When an emotional outburst is “fight”, then checkout is a “freeze” response to the unbearable weight of negatively charged emotions.
There might be different underpinning currents to this - be it bad relationships with stakeholders or reservations around recognition, but the consequence is mostly the same. You have an employee that is just existing, typing something into the computer, not engaged or taking initiative. Because why bother, right?
While checkout syndrome is possible to revert, you have to act fast as a manager and address the issues.
⚙️ Attrition progress system
Approach
A holistic approach would be to continuously monitor the following indicators for each employee:
Job Satisfaction (which can be broken down into Recognition, Growth, Values, Vision, and Scope of Control - you can find more about it in one of my previous articles) has the biggest influence on attrition at ~50%. Strong empirical evidence for this number is provided in the meta-analysis by J.K. Harter and F.L. Smith covering an astounding 8k organizations;
Relationships have been highlighted separately because peer and stakeholder relationships can have an outsized impact on engagement. A single toxic employee or a stubborn stakeholder can make a dramatic difference. Relationships play a large role ~30% influence on attrition (with evidence coming from the massive study, encompassing 80k manager interviews by M. Buckingham, C. Coffman);
Compensation is the factor with the least influence. It’s not a long-term driver of motivation, but it can absolutely be a factor of “demotivation”, disrupting both satisfaction and relationships. Money has ~20% impact on attrition, but it can negatively influence satisfaction, bringing overall engagement down (for more info please look into the study here).

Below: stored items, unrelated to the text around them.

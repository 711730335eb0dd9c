//! Test application factory for integration tests.

use axum::{
    body::Body,
    http::{Method, Request, StatusCode},
};
use http_body_util::BodyExt;
use std::path::PathBuf;
use std::sync::Arc;
use tempfile::TempDir;
use tower::ServiceExt;

use certportal::assets::AssetLoader;
use certportal::server::{build_router, create_app_state, AppState};

use super::fixtures::{self, ADMIN_TOKEN, TEMPLATE_HEIGHT, TEMPLATE_WIDTH};

/// Test application with router and its own storage directory
pub struct TestApp {
    router: axum::Router,
    pub state: AppState,
    // Removed when the app is dropped
    dir: TempDir,
}

impl TestApp {
    /// Create a test application seeded from the fixture config
    pub fn new() -> Self {
        Self::with_config(|yaml| yaml)
    }

    /// Create a test application from an edited fixture config
    pub fn with_config(edit: impl FnOnce(String) -> String) -> Self {
        let dir = tempfile::tempdir().expect("Failed to create temp dir");
        let templates = dir.path().join("templates");
        std::fs::create_dir_all(&templates).unwrap();
        let template = fixtures::blank_png(TEMPLATE_WIDTH, TEMPLATE_HEIGHT);
        std::fs::write(templates.join("workshop.png"), &template).unwrap();
        std::fs::write(templates.join("retreat.png"), &template).unwrap();

        let config_path = dir.path().join("config.yaml");
        std::fs::write(&config_path, edit(fixtures::config_yaml(dir.path()))).unwrap();

        let fonts_dir = PathBuf::from(concat!(env!("CARGO_MANIFEST_DIR"), "/fonts"));
        let asset_loader = Arc::new(AssetLoader::new(Some(fonts_dir), Some(config_path)));

        // Same state and router as production
        let state = create_app_state(asset_loader).expect("Failed to create app state");
        let router = build_router(state.clone());

        Self { router, state, dir }
    }

    pub fn templates_dir(&self) -> PathBuf {
        self.dir.path().join("templates")
    }

    pub fn certificates_dir(&self) -> PathBuf {
        self.dir.path().join("certificates")
    }

    /// Make a GET request to the given path
    pub async fn get(&self, path: &str) -> TestResponse {
        self.send(Method::GET, path, &[], Body::empty()).await
    }

    /// Make a POST request with JSON body
    pub async fn post_json(&self, path: &str, body: serde_json::Value) -> TestResponse {
        self.send(
            Method::POST,
            path,
            &[("content-type", "application/json")],
            Body::from(body.to_string()),
        )
        .await
    }

    /// GET as the seeded admin
    pub async fn admin_get(&self, path: &str) -> TestResponse {
        let auth = admin_auth();
        self.send(Method::GET, path, &[("authorization", auth.as_str())], Body::empty())
            .await
    }

    /// DELETE as the seeded admin
    pub async fn admin_delete(&self, path: &str) -> TestResponse {
        let auth = admin_auth();
        self.send(Method::DELETE, path, &[("authorization", auth.as_str())], Body::empty())
            .await
    }

    /// JSON request as the seeded admin
    pub async fn admin_json(
        &self,
        method: Method,
        path: &str,
        body: serde_json::Value,
    ) -> TestResponse {
        let auth = admin_auth();
        self.send(
            method,
            path,
            &[("authorization", auth.as_str()), ("content-type", "application/json")],
            Body::from(body.to_string()),
        )
        .await
    }

    /// Raw body request as the seeded admin (uploads, CSV)
    pub async fn admin_upload(&self, method: Method, path: &str, body: Vec<u8>) -> TestResponse {
        let auth = admin_auth();
        self.send(
            method,
            path,
            &[
                ("authorization", auth.as_str()),
                ("content-type", "application/octet-stream"),
            ],
            Body::from(body),
        )
        .await
    }

    /// Send a request to the router
    pub async fn send(
        &self,
        method: Method,
        path: &str,
        headers: &[(&str, &str)],
        body: Body,
    ) -> TestResponse {
        let mut builder = Request::builder().method(method).uri(path);
        for (name, value) in headers {
            builder = builder.header(*name, *value);
        }
        let request = builder.body(body).unwrap();

        let response = self
            .router
            .clone()
            .oneshot(request)
            .await
            .expect("Request failed");

        let status = response.status();
        let headers = response.headers().clone();
        let body = response
            .into_body()
            .collect()
            .await
            .expect("Failed to collect body")
            .to_bytes()
            .to_vec();

        TestResponse {
            status,
            headers,
            body,
        }
    }

    /// Fetch a CAPTCHA for an event and return (captcha_id, answer)
    pub async fn solved_captcha(&self, event_id: u64, token: Option<&str>) -> (String, String) {
        let path = match token {
            Some(token) => format!("/api/events/{event_id}/captcha?token={token}"),
            None => format!("/api/events/{event_id}/captcha"),
        };
        let response = self.get(&path).await;
        assert_eq!(response.status, StatusCode::OK, "{}", response.text());

        let json: serde_json::Value = response.json();
        let id = json["captcha_id"].as_str().unwrap().to_string();
        let answer = fixtures::solve_captcha(json["question"].as_str().unwrap());
        (id, answer)
    }

    /// Solve a CAPTCHA and verify an email in one go
    pub async fn verify(&self, event_id: u64, email: &str, token: Option<&str>) -> TestResponse {
        let (captcha_id, answer) = self.solved_captcha(event_id, token).await;
        self.post_json(
            &format!("/api/events/{event_id}/verify"),
            serde_json::json!({
                "email": email,
                "captcha_id": captcha_id,
                "captcha_answer": answer,
                "token": token,
            }),
        )
        .await
    }

    /// Access token of a protected event, read through the admin API
    pub async fn access_token(&self, event_id: u64) -> String {
        let response = self
            .admin_get(&format!("/api/admin/events/{event_id}"))
            .await;
        assert_eq!(response.status, StatusCode::OK);
        let json: serde_json::Value = response.json();
        json["event"]["access_token"]
            .as_str()
            .expect("Event is not protected")
            .to_string()
    }
}

impl Default for TestApp {
    fn default() -> Self {
        Self::new()
    }
}

fn admin_auth() -> String {
    format!("Bearer {ADMIN_TOKEN}")
}

/// Test response with convenience methods
pub struct TestResponse {
    pub status: StatusCode,
    pub headers: axum::http::HeaderMap,
    pub body: Vec<u8>,
}

impl TestResponse {
    /// Parse body as JSON
    pub fn json<T: serde::de::DeserializeOwned>(&self) -> T {
        serde_json::from_slice(&self.body).expect("Failed to parse JSON response")
    }

    /// Get body as string
    pub fn text(&self) -> String {
        String::from_utf8_lossy(&self.body).to_string()
    }

    /// Header value as a string
    pub fn header(&self, name: &str) -> Option<&str> {
        self.headers.get(name).and_then(|v| v.to_str().ok())
    }

    /// `error` field of a JSON error body
    pub fn error_message(&self) -> String {
        let json: serde_json::Value = self.json();
        json["error"].as_str().unwrap_or_default().to_string()
    }

    /// Check if response is a PNG image
    pub fn is_png(&self) -> bool {
        self.body.len() >= 8 && &self.body[0..8] == b"\x89PNG\r\n\x1a\n"
    }
}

I’m making a detailed graph for illustrative purposes only. I highly doubt that a busy manager will have time to make these detailed plots for each direct report. It should help you make directional conclusions.
Looking here, the job started well with 80%+ overall satisfaction and then dipped to <40% by month 9. The biggest driving factor was the satisfaction score (you'll need to unpack growth, recognition, scope of control, and other potential root causes).
This was the real attrition point (~8 month) after which recovery was unlikely. After this diving line the employee was simply dragging back to work and simply sustained. Perhaps due to the lack of the better options on the market. Yes, this can take months or years. But you will get reduced output from such disengaged employees.
Relationships gradually declined, but I’d assume in this case it was because the employee was too disengaged to do something about it.
By months 12-13, there was an attempt to provide a salary bump, which made a small temporary improvement, but didn’t save the situation overall.
Process
The process is strikingly simple. Yet very few managers actually do it.
Reserve 5–10 minutes in each monthly 1‑to‑1 with your reports and prompt self‑reflection with questions such as:
How do you feel in general?
What are you lacking?
What would you change in your team?
What would you change in your organization?
How are the relationships with your peers? stakeholders?
I usually avoid asking about money for two reasons. First, employees almost always raise compensation themselves. Secondly, mentioning it first can make them assume you are considering an immediate salary increase.
Accept the inevitable
There will always be situations where you can’t prevent turnover.
For example, you might join the company after an employee has already passed their personal “point of no return,” or one of your direct reports may receive a once‑in‑a‑lifetime offer elsewhere.
Accept these cases and move on. The process above is not a silver bullet, but it can still spare you a great deal of regrettable talent loss.
Great article!
Do you know, how can I get access to J.K. Harter and F.L. Smith paper on job satisfaction? Seems like this specific area worths digging deeper.
Thank you!
Yes, the article is only available with a paid access, but you can ask ChatGPT or Deepseek to fetch you the cached contents or key takeaways with numbers.